– Конечно, согласна! Просто я с самого начала хотела предложить вам побеседовать где-нибудь в неофициальной обстановке, но поняла, что не я владею ситуацией.
– Ну что, тогда ужин?
– С удовольствием!
– «Эль-Дорадо»?
– Как скажете, но мне кажется, что это слишком пафосное место.
– Это правильное место, дорогая. Во сколько? Давайте в восемь вечера?
– Хорошо, Герман. Договорились. Я позвоню насчет столика.
– Спасибо. Мне, согласитесь, будет неловко резервировать столик в одном из самых лучших и дорогих ресторанов Москвы по телефону, будучи окруженному при этом ушами моих доброжелательных коллег, которые немедленно сделают из моего разговора нужные им и не нужные мне выводы.
– До вечера, Герман.
– Можно просто Гера. Так зовут меня все мои друзья. Ведь мы почти друзья?
В «Эль-Дорадо» Герман сразу же взял инициативу в свои руки: он прекрасно знал тамошнего сомелье Артема Кеглина, с которым его связывало многое по работе еще в «Рикарди». Герман сделал ему знак, мило улыбнулся Светлане и, встав из-за стола, сказал: «Я на минуточку, не скучайте». Затем спустился со второго этажа ресторана вниз, к туалетам. Там его ждал Кеглин. Приятели поздоровались:
– Герыч, ты как? Слышал о твоем отжиге в «Рикарди». Да-а… Круто ты их уделал. Красавчик!
– Да не в этом суть, Тёма. А суть в том, что я на новой работе, в закупках, и мне надо дела обстряпывать, сам понимаешь. Телка за моим столом – это мешок с деньгами, который мне надо напоить и трахнуть. Поможешь?
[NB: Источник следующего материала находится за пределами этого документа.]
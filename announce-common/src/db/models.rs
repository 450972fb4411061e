//! Row models for the toolkit tables

use crate::Result;
use chrono::NaiveDateTime;
use serde::{Deserialize, Serialize};
use sqlx::sqlite::SqliteRow;
use sqlx::Row;
use uuid::Uuid;

/// Named group of users targeted by announcements
#[derive(Debug, Clone, PartialEq, Serialize, Deserialize)]
pub struct Audience {
    pub guid: Uuid,
    pub name: String,
    pub description: Option<String>,
    pub created_at: NaiveDateTime,
    pub updated_at: NaiveDateTime,
}

impl Audience {
    pub fn from_row(row: &SqliteRow) -> Result<Self> {
        Ok(Self {
            guid: parse_guid(row, "guid")?,
            name: row.try_get("name")?,
            description: row.try_get("description")?,
            created_at: row.try_get("created_at")?,
            updated_at: row.try_get("updated_at")?,
        })
    }
}

#[derive(Debug, Clone, PartialEq, Serialize, Deserialize)]
pub struct AnnouncementCategory {
    pub guid: Uuid,
    pub name: String,
    pub description: Option<String>,
}

impl AnnouncementCategory {
    pub fn from_row(row: &SqliteRow) -> Result<Self> {
        Ok(Self {
            guid: parse_guid(row, "guid")?,
            name: row.try_get("name")?,
            description: row.try_get("description")?,
        })
    }
}

#[derive(Debug, Clone, PartialEq, Serialize, Deserialize)]
pub struct Announcement {
    pub guid: Uuid,
    pub title: String,
    pub content: String,
    pub category_id: Option<Uuid>,
    pub published_at: NaiveDateTime,
    /// `None` never expires
    pub expires_at: Option<NaiveDateTime>,
}

impl Announcement {
    pub fn from_row(row: &SqliteRow) -> Result<Self> {
        let category_id: Option<String> = row.try_get("category_id")?;

        Ok(Self {
            guid: parse_guid(row, "guid")?,
            title: row.try_get("title")?,
            content: row.try_get("content")?,
            category_id: category_id.as_deref().map(Uuid::parse_str).transpose()?,
            published_at: row.try_get("published_at")?,
            expires_at: row.try_get("expires_at")?,
        })
    }

    /// Published and not yet expired at `now`
    pub fn is_active(&self, now: NaiveDateTime) -> bool {
        self.published_at <= now && self.expires_at.map_or(true, |expires| expires > now)
    }
}

/// Per-user record owning audience memberships
#[derive(Debug, Clone, PartialEq, Serialize, Deserialize)]
pub struct AnnouncementProfile {
    pub guid: Uuid,
    /// Host user primary key, rendered as text
    pub user_id: String,
    pub created_at: NaiveDateTime,
}

impl AnnouncementProfile {
    pub fn from_row(row: &SqliteRow) -> Result<Self> {
        Ok(Self {
            guid: parse_guid(row, "guid")?,
            user_id: row.try_get("user_id")?,
            created_at: row.try_get("created_at")?,
        })
    }
}

/// Membership of a profile in an audience
#[derive(Debug, Clone, Copy, PartialEq, Eq, Hash, Serialize, Deserialize)]
pub struct UserAudience {
    pub profile_id: Uuid,
    pub audience_id: Uuid,
}

fn parse_guid(row: &SqliteRow, column: &str) -> Result<Uuid> {
    let text: String = row.try_get(column)?;
    Ok(Uuid::parse_str(&text)?)
}
mod handler;
mod model;

pub use handler::get_anonymous_token;
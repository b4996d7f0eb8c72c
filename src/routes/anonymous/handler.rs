use axum::{Extension, extract::{Json, State}};
use uuid::Uuid;

use crate::{AppState, error::AppError, session::SessionContext};

use super::model::AnonymousTokenResponse;

/// Mints a throwaway token tied to the caller's session, for anonymous
/// submitters that still need a stable handle within the session.
#[axum::debug_handler]
pub async fn get_anonymous_token(
    State(state): State<AppState>,
    session: Option<Extension<SessionContext>>,
) -> Result<Json<AnonymousTokenResponse>, AppError> {
    let Some(Extension(session)) = session else {
        return Err(AppError::Validation("No session available".into()));
    };

    let anonymous_token = Uuid::new_v4().to_string();
    state
        .sessions
        .store_anonymous_token(&session.id, &anonymous_token)
        .await?;

    Ok(Json(AnonymousTokenResponse { anonymous_token }))
}
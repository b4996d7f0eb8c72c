//! Access guard: resolves the bearer token into a caller identity, plus the
//! pure role gates used by handlers.

use axum::extract::{FromRequestParts, OptionalFromRequestParts};
use axum::http::{HeaderMap, header::AUTHORIZATION, request::Parts};

use crate::error::AppError;
use crate::identity;
use crate::routes::auth::model::{Role, User};
use crate::AppState;

/// Caller identity attached by the guard: verified subject resolved against
/// the profile directory.
#[derive(Debug, Clone)]
pub struct AuthUser {
    pub id: String,
    pub email: String,
    pub role: Role,
}

fn bearer_token(headers: &HeaderMap) -> Option<&str> {
    headers
        .get(AUTHORIZATION)
        .and_then(|v| v.to_str().ok())
        .and_then(|v| v.strip_prefix("Bearer "))
        .filter(|t| !t.is_empty())
}

async fn resolve(parts: &Parts, state: &AppState) -> Result<AuthUser, AppError> {
    let token = bearer_token(&parts.headers)
        .ok_or_else(|| AppError::Unauthorized("No token provided".into()))?;

    let claims = identity::verify_id_token(token, &state.config)?;

    // A valid token without a mirrored profile is rejected, never
    // auto-provisioned.
    let user = User::find_by_id(&state.pool, &claims.sub)
        .await?
        .ok_or_else(|| AppError::Unauthorized("User not found".into()))?;

    Ok(AuthUser {
        id: user.id,
        email: user.email,
        role: user.role,
    })
}

impl FromRequestParts<AppState> for AuthUser {
    type Rejection = AppError;

    async fn from_request_parts(
        parts: &mut Parts,
        state: &AppState,
    ) -> Result<Self, Self::Rejection> {
        resolve(parts, state).await
    }
}

/// Optional flavor for routes open to unauthenticated callers: a missing or
/// invalid token yields `None` instead of rejecting.
impl OptionalFromRequestParts<AppState> for AuthUser {
    type Rejection = AppError;

    async fn from_request_parts(
        parts: &mut Parts,
        state: &AppState,
    ) -> Result<Option<Self>, Self::Rejection> {
        if bearer_token(&parts.headers).is_none() {
            return Ok(None);
        }
        Ok(resolve(parts, state).await.ok())
    }
}

pub fn require_admin(user: &AuthUser) -> Result<(), AppError> {
    match user.role {
        Role::Admin => Ok(()),
        _ => Err(AppError::Forbidden("Access denied. Admin only.".into())),
    }
}

pub fn require_faculty_or_admin(user: &AuthUser) -> Result<(), AppError> {
    match user.role {
        Role::Faculty | Role::Admin => Ok(()),
        Role::Student => Err(AppError::Forbidden("Access denied. Faculty only.".into())),
    }
}

#[cfg(test)]
mod tests {
    use super::*;
    use axum::http::HeaderValue;

    fn headers_with(value: &str) -> HeaderMap {
        let mut headers = HeaderMap::new();
        headers.insert(AUTHORIZATION, HeaderValue::from_str(value).unwrap());
        headers
    }

    fn caller(role: Role) -> AuthUser {
        AuthUser {
            id: "user-1".into(),
            email: "a@x.com".into(),
            role,
        }
    }

    #[test]
    fn extracts_bearer_token() {
        let headers = headers_with("Bearer abc.def.ghi");
        assert_eq!(bearer_token(&headers), Some("abc.def.ghi"));
    }

    #[test]
    fn rejects_missing_or_malformed_header() {
        assert_eq!(bearer_token(&HeaderMap::new()), None);
        assert_eq!(bearer_token(&headers_with("Basic abc")), None);
        assert_eq!(bearer_token(&headers_with("Bearer ")), None);
    }

    #[test]
    fn admin_gate_admits_only_admins() {
        assert!(require_admin(&caller(Role::Admin)).is_ok());
        assert!(matches!(
            require_admin(&caller(Role::Faculty)),
            Err(AppError::Forbidden(_))
        ));
        assert!(matches!(
            require_admin(&caller(Role::Student)),
            Err(AppError::Forbidden(_))
        ));
    }

    #[test]
    fn faculty_gate_admits_faculty_and_admins() {
        assert!(require_faculty_or_admin(&caller(Role::Faculty)).is_ok());
        assert!(require_faculty_or_admin(&caller(Role::Admin)).is_ok());
        assert!(matches!(
            require_faculty_or_admin(&caller(Role::Student)),
            Err(AppError::Forbidden(_))
        ));
    }
}
mod handler;
pub mod model;

pub use handler::{
    create_feedback_box, delete_feedback_box, get_all_feedback_boxes, get_feedback_box,
    update_feedback_box,
};
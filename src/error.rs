use axum::Json;
use axum::{
    http::StatusCode,
    response::{IntoResponse, Response},
};
use serde::Serialize;

/// Failure taxonomy shared by every handler. Upstream collapses all store and
/// identity-provider failures into one 500 carrying the raw detail; nothing is
/// retried.
#[derive(Debug, thiserror::Error)]
pub enum AppError {
    #[error("{0}")]
    Validation(String),
    #[error("{0}")]
    Unauthorized(String),
    #[error("{0}")]
    Forbidden(String),
    #[error("{0}")]
    NotFound(String),
    #[error("{0}")]
    Upstream(String),
}

#[derive(Serialize)]
struct ErrorResponse {
    message: String,
}

impl AppError {
    pub fn status(&self) -> StatusCode {
        match self {
            AppError::Validation(_) => StatusCode::BAD_REQUEST,
            AppError::Unauthorized(_) => StatusCode::UNAUTHORIZED,
            AppError::Forbidden(_) => StatusCode::FORBIDDEN,
            AppError::NotFound(_) => StatusCode::NOT_FOUND,
            AppError::Upstream(_) => StatusCode::INTERNAL_SERVER_ERROR,
        }
    }
}

impl IntoResponse for AppError {
    fn into_response(self) -> Response {
        let status = self.status();
        if status.is_server_error() {
            tracing::error!("request failed: {}", self);
        }
        (
            status,
            Json(ErrorResponse {
                message: self.to_string(),
            }),
        )
            .into_response()
    }
}

impl From<sqlx::Error> for AppError {
    fn from(e: sqlx::Error) -> Self {
        AppError::Upstream(e.to_string())
    }
}

impl From<bcrypt::BcryptError> for AppError {
    fn from(e: bcrypt::BcryptError) -> Self {
        AppError::Upstream(e.to_string())
    }
}
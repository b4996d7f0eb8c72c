use axum::{
    extract::{Json, Path, State},
    http::StatusCode,
};

use crate::{
    AppState,
    error::AppError,
    middleware::{AuthUser, require_faculty_or_admin},
    routes::auth::model::Role,
};

use super::model::{CreateFeedbackBoxRequest, FeedbackBox, UpdateFeedbackBoxRequest};

#[axum::debug_handler]
pub async fn create_feedback_box(
    State(state): State<AppState>,
    user: AuthUser,
    Json(req): Json<CreateFeedbackBoxRequest>,
) -> Result<(StatusCode, Json<FeedbackBox>), AppError> {
    require_faculty_or_admin(&user)?;

    if req.title.is_empty() || req.description.is_empty() {
        return Err(AppError::Validation(
            "Title and description are required".into(),
        ));
    }

    let feedback_box = FeedbackBox::create(&state.pool, req, &user.id).await?;
    Ok((StatusCode::CREATED, Json(feedback_box)))
}

#[axum::debug_handler]
pub async fn get_all_feedback_boxes(
    State(state): State<AppState>,
) -> Result<Json<Vec<FeedbackBox>>, AppError> {
    Ok(Json(FeedbackBox::find_all(&state.pool).await?))
}

#[axum::debug_handler]
pub async fn get_feedback_box(
    State(state): State<AppState>,
    Path(id): Path<String>,
) -> Result<Json<FeedbackBox>, AppError> {
    let feedback_box = FeedbackBox::find_by_id(&state.pool, &id)
        .await?
        .ok_or_else(|| AppError::NotFound("Feedback box not found".into()))?;

    Ok(Json(feedback_box))
}

#[axum::debug_handler]
pub async fn update_feedback_box(
    State(state): State<AppState>,
    user: AuthUser,
    Path(id): Path<String>,
    Json(req): Json<UpdateFeedbackBoxRequest>,
) -> Result<Json<FeedbackBox>, AppError> {
    require_faculty_or_admin(&user)?;

    let feedback_box = FeedbackBox::find_by_id(&state.pool, &id)
        .await?
        .ok_or_else(|| AppError::NotFound("Feedback box not found".into()))?;

    require_owner_or_admin(&feedback_box, &user, "update")?;

    let updated = FeedbackBox::update(&state.pool, &id, req).await?;
    Ok(Json(updated))
}

#[axum::debug_handler]
pub async fn delete_feedback_box(
    State(state): State<AppState>,
    user: AuthUser,
    Path(id): Path<String>,
) -> Result<Json<serde_json::Value>, AppError> {
    require_faculty_or_admin(&user)?;

    let feedback_box = FeedbackBox::find_by_id(&state.pool, &id)
        .await?
        .ok_or_else(|| AppError::NotFound("Feedback box not found".into()))?;

    require_owner_or_admin(&feedback_box, &user, "delete")?;

    FeedbackBox::delete_cascade(&state.pool, &id).await?;

    tracing::info!("deleted feedback box {} and its feedback", id);
    Ok(Json(
        serde_json::json!({ "message": "Feedback box deleted successfully" }),
    ))
}

fn require_owner_or_admin(
    feedback_box: &FeedbackBox,
    user: &AuthUser,
    action: &str,
) -> Result<(), AppError> {
    if feedback_box.created_by != user.id && user.role != Role::Admin {
        return Err(AppError::Forbidden(format!(
            "Not authorized to {} this feedback box",
            action
        )));
    }
    Ok(())
}

#[cfg(test)]
mod tests {
    use super::*;
    use chrono::Utc;

    fn sample_box(created_by: &str) -> FeedbackBox {
        FeedbackBox {
            id: "box-1".into(),
            title: "Course feedback".into(),
            description: "Tell us".into(),
            created_by: created_by.into(),
            created_at: Utc::now(),
            is_active: false,
            allow_anonymous: true,
        }
    }

    fn caller(id: &str, role: Role) -> AuthUser {
        AuthUser {
            id: id.into(),
            email: "a@x.com".into(),
            role,
        }
    }

    #[test]
    fn owner_may_touch_their_box() {
        let b = sample_box("user-1");
        assert!(require_owner_or_admin(&b, &caller("user-1", Role::Faculty), "update").is_ok());
    }

    #[test]
    fn admin_may_touch_any_box() {
        let b = sample_box("user-1");
        assert!(require_owner_or_admin(&b, &caller("user-2", Role::Admin), "delete").is_ok());
    }

    #[test]
    fn other_faculty_is_forbidden_even_for_inactive_boxes() {
        let b = sample_box("user-1");
        assert!(matches!(
            require_owner_or_admin(&b, &caller("user-2", Role::Faculty), "update"),
            Err(AppError::Forbidden(_))
        ));
    }
}
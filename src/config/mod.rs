use std::env;
use std::time::Duration;

#[derive(Debug, Clone, serde::Deserialize)]
pub struct Config {
    pub database_url: String,
    pub jwt_secret: String,
    pub id_token_expiration_secs: u64,
    pub server_host: String,
    pub server_port: u16,
    pub production: bool,
}

impl Config {
    pub fn from_env() -> Result<Self, env::VarError> {
        dotenv::dotenv().ok();

        let id_token_expiration = env::var("ID_TOKEN_EXPIRATION")
            .unwrap_or_else(|_| "24h".into())
            .trim_end_matches('h')
            .parse::<u64>()
            .unwrap_or(24);
        Ok(Config {
            database_url: env::var("DATABASE_URL")?,
            jwt_secret: env::var("JWT_SECRET")?,
            id_token_expiration_secs: id_token_expiration * 3600,
            server_host: env::var("SERVER_HOST").unwrap_or_else(|_| "0.0.0.0".into()),
            server_port: env::var("SERVER_PORT")
                .ok()
                .and_then(|p| p.parse().ok())
                .unwrap_or(5000),
            production: env::var("APP_ENV")
                .map(|v| v == "production")
                .unwrap_or(false),
        })
    }

    pub fn id_token_expiration(&self) -> Duration {
        Duration::from_secs(self.id_token_expiration_secs)
    }
}
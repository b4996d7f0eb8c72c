use config::Config;
use session::SessionStore;
use sqlx::PgPool;

pub mod config;
pub mod error;
pub mod identity;
pub mod middleware;
pub mod session;

pub mod routes;

#[derive(Clone)]
pub struct AppState {
    pub pool: PgPool,
    pub config: Config,
    pub sessions: SessionStore,
}
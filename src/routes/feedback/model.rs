use chrono::{DateTime, Utc};
use serde::{Deserialize, Serialize};
use sqlx::{FromRow, PgPool};
use uuid::Uuid;

use crate::middleware::AuthUser;
use crate::session::SessionContext;

#[derive(Debug, Clone, Serialize, FromRow)]
#[serde(rename_all = "camelCase")]
pub struct Feedback {
    pub id: String,
    pub box_id: String,
    pub content: String,
    pub submitted_by: Option<String>,
    pub submitted_at: DateTime<Utc>,
    pub is_approved: bool,
    pub is_anonymous: bool,
    #[serde(skip_serializing_if = "Option::is_none")]
    pub session_id: Option<String>,
}

#[derive(Debug, Deserialize)]
#[serde(rename_all = "camelCase")]
pub struct SubmitFeedbackRequest {
    pub box_id: String,
    pub content: String,
    pub is_anonymous: Option<bool>,
}

/// Who a piece of feedback is attributed to. Anonymous submissions never
/// carry a user id; unauthenticated non-anonymous submissions are tracked by
/// session instead.
#[derive(Debug, Clone, PartialEq, Eq)]
pub enum Submitter {
    Identified(String),
    SessionTracked(String),
    Anonymous,
}

impl Submitter {
    pub fn resolve(
        is_anonymous: bool,
        user: Option<&AuthUser>,
        session: Option<&SessionContext>,
    ) -> Submitter {
        if is_anonymous {
            return Submitter::Anonymous;
        }
        if let Some(user) = user {
            return Submitter::Identified(user.id.clone());
        }
        if let Some(session) = session {
            return Submitter::SessionTracked(session.id.clone());
        }
        Submitter::Anonymous
    }

    /// The value stored (and served) as `submittedBy`: only an identified
    /// submitter exposes a user id.
    pub fn user_id(&self) -> Option<&str> {
        match self {
            Submitter::Identified(id) => Some(id),
            _ => None,
        }
    }
}

impl Feedback {
    pub async fn create(
        pool: &PgPool,
        req: &SubmitFeedbackRequest,
        submitter: &Submitter,
        session_id: Option<&str>,
    ) -> Result<Self, sqlx::Error> {
        sqlx::query_as::<_, Feedback>(
            "INSERT INTO feedback \
             (id, box_id, content, submitted_by, submitted_at, is_approved, is_anonymous, session_id) \
             VALUES ($1, $2, $3, $4, now(), FALSE, $5, $6) \
             RETURNING id, box_id, content, submitted_by, submitted_at, is_approved, is_anonymous, session_id",
        )
        .bind(Uuid::new_v4().to_string())
        .bind(&req.box_id)
        .bind(&req.content)
        .bind(submitter.user_id())
        .bind(req.is_anonymous.unwrap_or(false))
        .bind(session_id)
        .fetch_one(pool)
        .await
    }

    pub async fn find_by_box(pool: &PgPool, box_id: &str) -> Result<Vec<Self>, sqlx::Error> {
        sqlx::query_as::<_, Feedback>(
            "SELECT id, box_id, content, submitted_by, submitted_at, is_approved, is_anonymous, session_id \
             FROM feedback WHERE box_id = $1 ORDER BY submitted_at DESC",
        )
        .bind(box_id)
        .fetch_all(pool)
        .await
    }

    /// Scan used by the admin dashboard.
    pub async fn find_all(pool: &PgPool) -> Result<Vec<Self>, sqlx::Error> {
        sqlx::query_as::<_, Feedback>(
            "SELECT id, box_id, content, submitted_by, submitted_at, is_approved, is_anonymous, session_id \
             FROM feedback",
        )
        .fetch_all(pool)
        .await
    }

    pub async fn approve(pool: &PgPool, id: &str) -> Result<u64, sqlx::Error> {
        let result = sqlx::query("UPDATE feedback SET is_approved = TRUE WHERE id = $1")
            .bind(id)
            .execute(pool)
            .await?;
        Ok(result.rows_affected())
    }

    pub async fn delete(pool: &PgPool, id: &str) -> Result<u64, sqlx::Error> {
        let result = sqlx::query("DELETE FROM feedback WHERE id = $1")
            .bind(id)
            .execute(pool)
            .await?;
        Ok(result.rows_affected())
    }
}

#[cfg(test)]
mod tests {
    use super::*;
    use crate::routes::auth::model::Role;
    use chrono::Utc;

    fn user() -> AuthUser {
        AuthUser {
            id: "user-1".into(),
            email: "a@x.com".into(),
            role: Role::Student,
        }
    }

    fn session() -> SessionContext {
        SessionContext {
            id: "session-1".into(),
            created_at: Utc::now(),
            last_accessed: Utc::now(),
            is_anonymous: true,
            user_id: None,
            role: None,
        }
    }

    #[test]
    fn anonymous_request_never_carries_a_user_id() {
        let submitter = Submitter::resolve(true, Some(&user()), Some(&session()));
        assert_eq!(submitter, Submitter::Anonymous);
        assert_eq!(submitter.user_id(), None);
    }

    #[test]
    fn authenticated_caller_is_identified() {
        let submitter = Submitter::resolve(false, Some(&user()), Some(&session()));
        assert_eq!(submitter, Submitter::Identified("user-1".into()));
        assert_eq!(submitter.user_id(), Some("user-1"));
    }

    #[test]
    fn unauthenticated_caller_is_tracked_by_session() {
        let submitter = Submitter::resolve(false, None, Some(&session()));
        assert_eq!(submitter, Submitter::SessionTracked("session-1".into()));
        assert_eq!(submitter.user_id(), None);
    }

    #[test]
    fn no_user_and_no_session_falls_back_to_anonymous() {
        let submitter = Submitter::resolve(false, None, None);
        assert_eq!(submitter, Submitter::Anonymous);
    }
}
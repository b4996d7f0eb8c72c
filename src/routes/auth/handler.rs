use axum::{
    Extension,
    extract::{Json, State},
    http::StatusCode,
};

use crate::{
    AppState, identity,
    error::AppError,
    middleware::AuthUser,
    session::SessionContext,
};

use super::model::{LoginRequest, MessageResponse, RegisterRequest, User};

/// Creates an identity-provider account, then mirrors the profile record.
/// The two writes are deliberately not transactional: if the mirror write
/// fails the account is left behind, the accepted registration gap.
#[axum::debug_handler]
pub async fn register(
    State(state): State<AppState>,
    Json(req): Json<RegisterRequest>,
) -> Result<(StatusCode, Json<User>), AppError> {
    if req.email.is_empty() || req.password.is_empty() || req.name.is_empty() {
        return Err(AppError::Validation(
            "Email, password, and name are required".into(),
        ));
    }

    let role = req.resolved_role();

    let subject_id = identity::create_account(&state.pool, &req.email, &req.password, &req.name)
        .await
        .map_err(|e| AppError::Upstream(format!("Failed to register user: {}", e)))?;

    let user = User::create(&state.pool, &subject_id, &req.email, &req.name, role).await?;

    tracing::info!("registered user {} as {}", user.id, role.as_str());
    Ok((StatusCode::CREATED, Json(user)))
}

/// Verifies the supplied id-token and links the current session to the
/// authenticated subject.
#[axum::debug_handler]
pub async fn login(
    State(state): State<AppState>,
    session: Option<Extension<SessionContext>>,
    Json(req): Json<LoginRequest>,
) -> Result<Json<User>, AppError> {
    if req.id_token.is_empty() {
        return Err(AppError::Validation("ID token is required".into()));
    }

    let claims = identity::verify_id_token(&req.id_token, &state.config)?;

    let user = User::find_by_id(&state.pool, &claims.sub)
        .await?
        .ok_or_else(|| AppError::NotFound("User not found".into()))?;

    if let Some(Extension(session)) = session {
        state.sessions.link(&session.id, &user.id, user.role).await?;
    }

    Ok(Json(user))
}

/// Resets the session to anonymous. Succeeds whether or not the session was
/// linked.
#[axum::debug_handler]
pub async fn logout(
    State(state): State<AppState>,
    session: Option<Extension<SessionContext>>,
) -> Result<Json<MessageResponse>, AppError> {
    if let Some(Extension(session)) = session {
        state.sessions.unlink(&session.id).await?;
    }

    Ok(Json(MessageResponse {
        message: "Logged out successfully".into(),
    }))
}

#[axum::debug_handler]
pub async fn get_me(
    State(state): State<AppState>,
    user: AuthUser,
) -> Result<Json<User>, AppError> {
    let user = User::find_by_id(&state.pool, &user.id)
        .await?
        .ok_or_else(|| AppError::NotFound("User not found".into()))?;

    Ok(Json(user))
}
mod handler;
pub mod model;

pub use handler::{get_all_users, get_dashboard_stats, update_user_role};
– Конечно, помогу. Я тебе ее упакую и до машины донесу тепленькую, если захочешь.
– Спасибо огромное, старый друг. С меня причитается.
– Да ладно тебе, Гера, какие между друзьями счеты. Все сделаем.
Герман вернулся за их с девушкой столик. Та освоилась с меню, выбрала что-то себе и ждала Германа, но заскучать еще не успела и задумчиво покуривала, глядя на панораму Кремля, видимую сквозь стеклянную мансарду второго этажа «Эль-Дорадо». Герман извинился, спросил Свету насчет ее винных пристрастий.
– Герман, мы сюда вина не возим. Выбирайте сами.
– Тогда предложу вам «Шабли ле Кло», а на аперитив бокал шампанского. Хотите?
– Пожалуй.
Кеглин возник возле их столика со своей фирменной ненавязчивой деликатностью, и вот уже была утоплена в серебряном ведерке, наполненном льдом, бутылка прекрасного «Ruinart», и Света, выпив первый бокал, как-то незаметно для самой себя принялась за второй и пьянела просто на глазах. Шампанское, этот мощнейший афродизиак, делало свое дело. Глаза у девушки заблестели, заметно прибавилось игривости в манерах, взгляды, бросаемые ею на Германа, приобретали все более и более откровенный характер. Кеглин без устали подливал ей в бокал: сперва шампанское, затем «Шабли», а в конце ужина, когда Светлана, кажется, и так была готова лечь на стол и раздвинуть ноги, он плеснул ей «Averna». Этот напиток обладает несколькими божественными свойствами, главное их которых – это помощь в пищеварении, что после обильного застолья особенно актуально. На какое-то время после его употребления даже кажется, что совсем протрезвел, но так только кажется…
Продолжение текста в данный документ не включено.